THE PRESIDENT: I don't think that's accurate. Track what I've been saying. Right after the election, I said that we had profound concerns about the nature of the election, but that it was not up to us to determine what the outcome was. As soon as violence broke out -- in fact, in anticipation of potential violence -- we were very clear in saying that violence was unacceptable, that that was not how governments operate with respect to their people.

So we've been entirely consistent, Major, in terms of how we've approached this. My role has been to say the United States is not going to be a foil for the Iranian government to try to blame what's happening on the streets of Tehran on the CIA or on the White House; that this is an issue that is led by and given voice to the frustrations of the Iranian people. And so we've been very consistent the first day, and we're going to continue to be consistent in saying this is not an issue about the United States; this is about an issue of the Iranian people.

What we've also been consistent about is saying that there are some universal principles, including freedom of assembly and freedom of speech, making sure that governments are not using coercion and violence and repression in terms of how they interact with peaceful demonstrators. And we have been speaking out very clearly about that fact.

Q Are Iranian diplomats still welcome at the embassy on the Fourth of July, sir?

THE PRESIDENT: Well, I think as you're aware, Major, we don't have formal diplomatic relations with -- we don't have formal diplomatic relations with Iran. I think that we have said that if Iran chooses a path that abides by international norms and principles, then we are interested in healing some of the wounds of 30 years, in terms of U.S.-Iranian relations. But that is a choice that the Iranians are going to have to make.

Q But the offer still stands?

THE PRESIDENT: That's a choice the Iranians are going to have to make.

David Jackson.

Q Thank you, Mr. President. Two of the key players in the insurance industry, America's Health Insurance Plans and Blue Cross-Blue Shield, sent a letter to the Senate this morning saying that a government health insurance plan would "dismantle" private insurers. Why are they wrong? And secondly, this public plan, is this non-negotiable? Would you sign a health care bill without it?

THE PRESIDENT: Well, let's talk first of all about health care reform more broadly.

I think in this debate there's been some notion that if we just stand pat we're okay. And that's just not true. You know, there are polls out that show that 70 or 80 percent of Americans are satisfied with the health insurance that they currently have. The only problem is that premiums have been doubling every nine years, going up three times faster than wages. The U.S. government is not going to be able to afford Medicare and Medicaid on its current trajectory. Businesses are having to make very tough decisions about whether we drop coverage or we further restrict coverage.

So the notion that somehow we can just keep on doing what we're doing and that's okay, that's just not true. We have a longstanding critical problem in our health care system that is pulling down our economy, it's burdening families, it's burdening businesses, and it is the primary driver of our federal deficits. All right?

So if we start from the premise that the status quo is unacceptable, then that means we're going to have to bring about some serious changes. What I've said is, our top priority has to be to control costs. And that means not just tinkering around the edges. It doesn't mean just lopping off reimbursements for doctors in any given year because we're trying to fix our budget. It means that we look at the kinds of incentives that exist, what our delivery system is like, why it is that some communities are spending 30 percent less than other communities but getting better health care outcomes, and figuring out how can we make sure that everybody is benefiting from lower costs and better quality by improving practices. It means health IT. It means prevention.

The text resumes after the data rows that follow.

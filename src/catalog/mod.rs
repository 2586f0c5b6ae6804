//! Learning path catalog
//!
//! The catalog is static configuration: paths are registered once at
//! startup, then the catalog is frozen behind an `Arc` and shared read-only
//! with every display session. Insertion order is preserved and is the
//! final tie-breaker when ranking.

use serde::{Deserialize, Serialize};
use std::collections::HashMap;
use std::sync::Arc;
use tracing::debug;

use crate::error::CatalogError;
use crate::profile::{Domain, TargetSkill};

pub mod seed;

pub use seed::{default_catalog, load_catalog, parse_catalog, SeedFormat};

/// Path difficulty, ordered from easiest
#[derive(Debug, Clone, Copy, PartialEq, Eq, PartialOrd, Ord, Hash, Serialize, Deserialize)]
pub enum Difficulty {
    Beginner,
    Intermediate,
    Advanced,
}

impl Difficulty {
    pub const ALL: [Difficulty; 3] = [Difficulty::Beginner, Difficulty::Intermediate, Difficulty::Advanced];

    pub fn as_str(&self) -> &'static str {
        match self {
            Difficulty::Beginner => "Beginner",
            Difficulty::Intermediate => "Intermediate",
            Difficulty::Advanced => "Advanced",
        }
    }
}

impl std::fmt::Display for Difficulty {
    fn fmt(&self, f: &mut std::fmt::Formatter<'_>) -> std::fmt::Result {
        f.write_str(self.as_str())
    }
}

/// Highest rating a path can carry
pub const MAX_RATING: f64 = 5.0;

/// An offered learning path
#[derive(Debug, Clone, PartialEq, Serialize, Deserialize)]
#[serde(try_from = "seed::PathRecord")]
pub struct LearningPath {
    id: String,
    courses: Vec<String>,
    duration_weeks: u32,
    rating: f64,
    enrolled: u64,
    domains: Vec<Domain>,
    difficulty: Difficulty,
    target_skills: Vec<TargetSkill>,
}

impl LearningPath {
    /// Create a validated path
    ///
    /// Ids and course lists must be non-empty, duration positive, the rating
    /// within 0.0..=5.0 and at least one domain listed. The first domain is
    /// the path's primary domain. Repeated target skills are dropped.
    #[allow(clippy::too_many_arguments)]
    pub fn new(
        id: impl Into<String>,
        courses: Vec<String>,
        duration_weeks: u32,
        rating: f64,
        enrolled: u64,
        domains: Vec<Domain>,
        difficulty: Difficulty,
        target_skills: Vec<TargetSkill>,
    ) -> Result<Self, CatalogError> {
        let id = id.into().trim().to_string();
        let invalid = |reason: &str| CatalogError::InvalidPath {
            id: id.clone(),
            reason: reason.to_string(),
        };

        if id.is_empty() {
            return Err(invalid("id cannot be empty"));
        }
        if courses.is_empty() {
            return Err(invalid("course list cannot be empty"));
        }
        if courses.iter().any(|c| c.trim().is_empty()) {
            return Err(invalid("course names cannot be blank"));
        }
        if duration_weeks == 0 {
            return Err(invalid("duration must be at least one week"));
        }
        if !(0.0..=MAX_RATING).contains(&rating) {
            return Err(invalid("rating must be between 0.0 and 5.0"));
        }
        if domains.is_empty() {
            return Err(invalid("at least one domain is required"));
        }

        let mut targets = Vec::with_capacity(target_skills.len());
        for skill in target_skills {
            if !targets.contains(&skill) {
                targets.push(skill);
            }
        }

        Ok(Self {
            id,
            courses,
            duration_weeks,
            rating,
            enrolled,
            domains,
            difficulty,
            target_skills: targets,
        })
    }

    pub fn id(&self) -> &str {
        &self.id
    }

    pub fn courses(&self) -> &[String] {
        &self.courses
    }

    pub fn duration_weeks(&self) -> u32 {
        self.duration_weeks
    }

    pub fn rating(&self) -> f64 {
        self.rating
    }

    pub fn enrolled(&self) -> u64 {
        self.enrolled
    }

    pub fn domains(&self) -> &[Domain] {
        &self.domains
    }

    /// The domain a path is counted under in analytics
    pub fn primary_domain(&self) -> Domain {
        // non-empty by construction
        self.domains[0]
    }

    pub fn difficulty(&self) -> Difficulty {
        self.difficulty
    }

    pub fn target_skills(&self) -> &[TargetSkill] {
        &self.target_skills
    }

    pub fn covers_domain(&self, domain: Domain) -> bool {
        self.domains.contains(&domain)
    }
}

/// Insertion-ordered registry of learning paths
#[derive(Debug, Clone, Default)]
pub struct PathCatalog {
    paths: Vec<LearningPath>,
    index: HashMap<String, usize>,
}

impl PathCatalog {
    pub fn new() -> Self {
        Self::default()
    }

    /// Register a path during startup
    pub fn register(&mut self, path: LearningPath) -> Result<(), CatalogError> {
        if self.index.contains_key(path.id()) {
            return Err(CatalogError::DuplicateId(path.id().to_string()));
        }
        debug!("Registered path '{}' ({} courses)", path.id(), path.courses().len());
        self.index.insert(path.id().to_string(), self.paths.len());
        self.paths.push(path);
        Ok(())
    }

    /// Build a catalog from paths in order, failing on the first duplicate
    pub fn from_paths(paths: impl IntoIterator<Item = LearningPath>) -> Result<Self, CatalogError> {
        let mut catalog = Self::new();
        for path in paths {
            catalog.register(path)?;
        }
        Ok(catalog)
    }

    /// Freeze the catalog for shared read-only access
    pub fn into_shared(self) -> Arc<Self> {
        Arc::new(self)
    }

    /// All paths in insertion order
    pub fn all(&self) -> &[LearningPath] {
        &self.paths
    }

    /// Paths listing `domain`, in insertion order
    pub fn by_domain(&self, domain: Domain) -> Vec<&LearningPath> {
        self.paths.iter().filter(|p| p.covers_domain(domain)).collect()
    }

    pub fn get(&self, id: &str) -> Option<&LearningPath> {
        self.index.get(id).map(|&idx| &self.paths[idx])
    }

    pub fn len(&self) -> usize {
        self.paths.len()
    }

    pub fn is_empty(&self) -> bool {
        self.paths.is_empty()
    }
}
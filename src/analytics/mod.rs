//! Catalog analytics
//!
//! Derives the dashboard's chart data from the catalog on demand. Every
//! difficulty level and every domain is always present in a summary, so an
//! empty catalog produces all-zero counts rather than missing keys.

use serde::{Deserialize, Serialize};
use std::collections::BTreeMap;
use tracing::debug;

use crate::catalog::{Difficulty, PathCatalog};
use crate::error::AnalyticsError;
use crate::profile::Domain;

/// Aggregator policy
#[derive(Debug, Clone, Default, PartialEq, Eq, Serialize, Deserialize)]
#[serde(default)]
pub struct AnalyticsConfig {
    /// Treat an empty catalog as an error instead of an all-zero summary
    pub require_non_empty: bool,
}

/// Path counts per difficulty and per primary domain
#[derive(Debug, Clone, PartialEq, Eq, Serialize)]
pub struct AnalyticsSummary {
    pub by_difficulty: BTreeMap<Difficulty, usize>,
    pub by_domain: BTreeMap<Domain, usize>,
}

impl AnalyticsSummary {
    fn zeroed() -> Self {
        Self {
            by_difficulty: Difficulty::ALL.into_iter().map(|d| (d, 0)).collect(),
            by_domain: Domain::ALL.into_iter().map(|d| (d, 0)).collect(),
        }
    }

    pub fn total(&self) -> usize {
        self.by_difficulty.values().sum()
    }

    /// Bar chart series: (level, count) from easiest to hardest
    pub fn difficulty_series(&self) -> Vec<(&'static str, usize)> {
        self.by_difficulty.iter().map(|(d, &count)| (d.as_str(), count)).collect()
    }

    /// Donut chart series: (domain, count) using the compact chart labels
    pub fn domain_series(&self) -> Vec<(&'static str, usize)> {
        self.by_domain.iter().map(|(d, &count)| (d.short_label(), count)).collect()
    }
}

/// Headline figures shown under the recommendations
#[derive(Debug, Clone, PartialEq, Serialize)]
pub struct DashboardMetrics {
    pub total_paths: usize,
    pub total_learners: u64,
    /// Enrollment-weighted mean rating; `None` with no enrollments
    pub average_rating: Option<f64>,
}

/// Computes summaries over a catalog
#[derive(Debug, Clone, Default)]
pub struct AnalyticsAggregator {
    config: AnalyticsConfig,
}

impl AnalyticsAggregator {
    pub fn new(config: AnalyticsConfig) -> Self {
        Self { config }
    }

    /// Count paths per difficulty and per primary domain
    pub fn summarize(&self, catalog: &PathCatalog) -> Result<AnalyticsSummary, AnalyticsError> {
        if catalog.is_empty() && self.config.require_non_empty {
            return Err(AnalyticsError::EmptyCatalog);
        }

        let summary = summarize(catalog);
        debug!("Summarized {} paths", summary.total());
        Ok(summary)
    }

    pub fn dashboard_metrics(&self, catalog: &PathCatalog) -> DashboardMetrics {
        // Saturating; the average divides by the float sum instead
        let total_learners = catalog
            .all()
            .iter()
            .fold(0u64, |total, p| total.saturating_add(p.enrolled()));
        let (weighted, learners) = catalog.all().iter().fold((0.0_f64, 0.0_f64), |(w, n), p| {
            let enrolled = p.enrolled() as f64;
            (w + p.rating() * enrolled, n + enrolled)
        });

        DashboardMetrics {
            total_paths: catalog.len(),
            total_learners,
            average_rating: (total_learners > 0).then(|| weighted / learners),
        }
    }
}

/// Summarize with the default policy; never fails
pub fn summarize(catalog: &PathCatalog) -> AnalyticsSummary {
    let mut summary = AnalyticsSummary::zeroed();
    for path in catalog.all() {
        *summary.by_difficulty.entry(path.difficulty()).or_insert(0) += 1;
        *summary.by_domain.entry(path.primary_domain()).or_insert(0) += 1;
    }
    summary
}
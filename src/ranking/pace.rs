//! Pace fit scoring
//!
//! Compares the hours a path demands with the hours a learner will put in
//! over the same number of weeks. Inside the tolerance band the fit is
//! perfect; past it the fit decays exponentially toward zero.

use serde::{Deserialize, Serialize};

use crate::catalog::Difficulty;
use crate::profile::StudyPace;

/// Assumed weekly study hours a path of each difficulty needs
#[derive(Debug, Clone, Copy, PartialEq, Serialize, Deserialize)]
#[serde(default)]
pub struct DifficultyHours {
    pub beginner: f64,
    pub intermediate: f64,
    pub advanced: f64,
}

impl Default for DifficultyHours {
    fn default() -> Self {
        Self {
            beginner: 5.0,
            intermediate: 8.0,
            advanced: 12.0,
        }
    }
}

impl DifficultyHours {
    pub fn for_difficulty(&self, difficulty: Difficulty) -> f64 {
        match difficulty {
            Difficulty::Beginner => self.beginner,
            Difficulty::Intermediate => self.intermediate,
            Difficulty::Advanced => self.advanced,
        }
    }
}

/// Tolerance band and decay rate for pace mismatch
#[derive(Debug, Clone, Copy, PartialEq)]
pub struct PacePolicy {
    pub hours: DifficultyHours,
    /// Relative deviation accepted without penalty
    pub tolerance: f64,
    /// Exponential decay rate applied past the tolerance band
    pub decay: f64,
}

impl Default for PacePolicy {
    fn default() -> Self {
        Self {
            hours: DifficultyHours::default(),
            tolerance: 0.25,
            decay: 2.0,
        }
    }
}

impl PacePolicy {
    /// Fit in (0.0, 1.0] between a path's demand and the learner's budget
    pub fn fit(&self, duration_weeks: u32, difficulty: Difficulty, pace: StudyPace, weekly_hours: u32) -> f64 {
        let weeks = f64::from(duration_weeks);
        let required = weeks * self.hours.for_difficulty(difficulty);
        let available = weeks * f64::from(weekly_hours) * pace.multiplier();

        if available <= 0.0 {
            return 0.0;
        }

        let deviation = (required - available).abs() / available;
        if deviation <= self.tolerance {
            1.0
        } else {
            (-self.decay * (deviation - self.tolerance)).exp().min(1.0)
        }
    }
}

So all these things are the starting point, I think, for reform. And I've said very clearly: If any bill arrives from Congress that is not controlling costs, that's not a bill I can support. It's going to have to control costs. It's going to have to be paid for. So there's been a lot of talk about, well, a trillion-dollar price tag. What I've said is, if we're going to spend that much money, then it's going to be largely funded through reallocating dollars that are already in the health care system but aren't being spent well. If we're spending $177 billion over 10 years to subsidize insurance companies under Medicare Advantage, when there's no showing that people are healthier using that program than the regular Medicare program, well, that's not a good deal for taxpayers. And we're going to take that money and we're going to use it to provide better care at a cheaper cost to the American people. So that's point number one.

Number two, while we are in the process of dealing with the cost issue, I think it's also wise policy and the right thing to do to start providing coverage for people who don't have health insurance or are underinsured, are paying a lot of money for high deductibles. I get letters -- two, three letters a day -- that I read of families who don't have health insurance, are going bankrupt, are on the brink of losing their insurance; have deductibles that are so high that even with insurance they end up with $50,000, $100,000 worth of debt; are at risk of losing their homes.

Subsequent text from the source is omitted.